D. Le recours collectif est‑il le meilleur moyen de régler, de façon juste et efficace, les points communs?

[112] L’alinéa 334.16(1)d) des Règles prévoit qu’un recours collectif proposé doit être « le meilleur moyen de régler, de façon juste et efficace, les points de droit ou de fait communs ».

[113] Il convient de tenir compte de la liste non exhaustive suivante pour décider si le recours collectif est le meilleur moyen (paragraphe 334.16(2) des Règles) :

a) la prédominance des points de droit ou de fait communs sur ceux qui ne concernent que certains membres;

b) la proportion de membres du groupe qui ont un intérêt légitime à poursuivre des instances séparées;

c) le fait que le recours collectif porte ou non sur des réclamations qui ont fait ou qui font l’objet d’autres instances;

d) l’aspect pratique ou l’efficacité moindres des autres moyens de régler les réclamations;

e) les difficultés accrues engendrées par la gestion du recours collectif par rapport à celles associées à la gestion d’autres mesures de redressement.

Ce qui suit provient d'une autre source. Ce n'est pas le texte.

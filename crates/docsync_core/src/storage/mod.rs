//! Storage abstraction for document persistence.
//!
//! This module defines the [`DocStorage`] trait which abstracts over the
//! backends (SQLite, in-memory) that hold document snapshots. Every
//! backend is last-write-wins; no versioning happens at this layer.

mod memory;
#[cfg(all(not(target_arch = "wasm32"), feature = "sqlite"))]
mod sqlite;

pub use memory::MemoryStorage;
#[cfg(all(not(target_arch = "wasm32"), feature = "sqlite"))]
pub use sqlite::SqliteStorage;

use crate::error::DocSyncError;

/// Result type for storage operations.
pub type StorageResult<T> = Result<T, DocSyncError>;

/// Trait for document snapshot storage backends.
///
/// Methods are blocking; async callers run them on the blocking pool.
pub trait DocStorage: Send + Sync {
    /// Load the full document state as a binary blob.
    ///
    /// Returns `None` if the document doesn't exist.
    fn load_doc(&self, name: &str) -> StorageResult<Option<Vec<u8>>>;

    /// Save the full document state.
    ///
    /// This overwrites any existing state for the document.
    fn save_doc(&self, name: &str, state: &[u8]) -> StorageResult<()>;

    /// Delete a document.
    fn delete_doc(&self, name: &str) -> StorageResult<()>;

    /// List all document names in storage.
    fn list_docs(&self) -> StorageResult<Vec<String>>;
}

#[cfg(test)]
pub(crate) mod testing {
    use std::sync::atomic::{AtomicBool, AtomicUsize, Ordering};
    use std::time::Duration;

    use super::*;

    /// Memory storage that counts calls, can be slowed down, and can fail.
    #[derive(Default)]
    pub struct CountingStorage {
        pub inner: MemoryStorage,
        pub loads: AtomicUsize,
        pub saves: AtomicUsize,
        pub active_saves: AtomicUsize,
        pub max_active_saves: AtomicUsize,
        pub save_delay: Option<Duration>,
        pub fail_saves: AtomicBool,
    }

    impl CountingStorage {
        pub fn slow(save_delay: Duration) -> Self {
            Self {
                save_delay: Some(save_delay),
                ..Self::default()
            }
        }
    }

    impl DocStorage for CountingStorage {
        fn load_doc(&self, name: &str) -> StorageResult<Option<Vec<u8>>> {
            self.loads.fetch_add(1, Ordering::SeqCst);
            self.inner.load_doc(name)
        }

        fn save_doc(&self, name: &str, state: &[u8]) -> StorageResult<()> {
            let active = self.active_saves.fetch_add(1, Ordering::SeqCst) + 1;
            self.max_active_saves.fetch_max(active, Ordering::SeqCst);
            if let Some(delay) = self.save_delay {
                std::thread::sleep(delay);
            }
            self.saves.fetch_add(1, Ordering::SeqCst);
            self.active_saves.fetch_sub(1, Ordering::SeqCst);

            if self.fail_saves.load(Ordering::SeqCst) {
                return Err(DocSyncError::Storage("backend unavailable".into()));
            }
            self.inner.save_doc(name, state)
        }

        fn delete_doc(&self, name: &str) -> StorageResult<()> {
            self.inner.delete_doc(name)
        }

        fn list_docs(&self) -> StorageResult<Vec<String>> {
            self.inner.list_docs()
        }
    }
}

[114] En ce qui concerne le facteur énoncé à l’alinéa a), le défendeur ne conteste pas l’existence de points de droit ou de fait communs en ce qui concerne la négligence dont a fait preuve le défendeur dans le traitement des renseignements personnels des demandeurs. Les points communs se rapportant à la négligence prédominent sur les réclamations individuelles.

[115] Cependant, les autres facteurs prévus au paragraphe 334.16(2) des Règles ne militent pas en faveur d’un recours collectif.

[116] Rien n’indique qu’une proportion importante de membres du groupe ont un intérêt légitime à poursuivre des instances séparées.

[117] En outre, près de douze ans se sont écoulés depuis la perte de la clé USB et rien n’indique que les représentants demandeurs ont subi un quelconque préjudice ou que les renseignements ont été utilisés d’une manière abusive. Comme l’indique le rapport d’expert de M. Cate, le groupe proposé n’est pas exposé à un risque accru de vol d’identité en raison de la perte.

[118] Comme la grande majorité, si ce n’est la totalité, des réclamations individuelles sont prescrites en raison de l’expiration des délais de prescription prévus par la loi, il est impossible d’utiliser un recours collectif pour faire renaître ces réclamations et il ne serait pas dans l’intérêt de la justice d’autoriser un recours collectif pour le bénéfice exclusif des trois représentants demandeurs.

[119] Enfin, un recours collectif en l’espèce ne permettrait pas de réaliser l’objectif de changement de comportement; Emploi Canada a déjà pris des mesures pour modifier ses politiques et ses pratiques après avoir rapidement informé les personnes touchées et le Commissariat à la protection de la vie privée qu’un employé avait égaré une clé USB; Emploi Canada a appliqué les recommandations du Commissariat à la protection de la vie privée; compte tenu du temps qui s’est écoulé depuis l’incident et de l’évolution de la technologie, l’autorisation du recours collectif proposé ne permet pas de réaliser l’objectif de changement de comportement.

VI. Conclusion

[120] Je rejette la requête des demandeurs parce que, d’une part, la grande majorité, si ce n’est la totalité, des réclamations des membres du groupe sont prescrites en raison des délais de prescription prévus par la loi, et d’autre part, les demandeurs ne satisfont pas au critère conjonctif d’autorisation.

[121] Le défendeur ne sollicite pas de dépens et aucuns ne seront adjugés.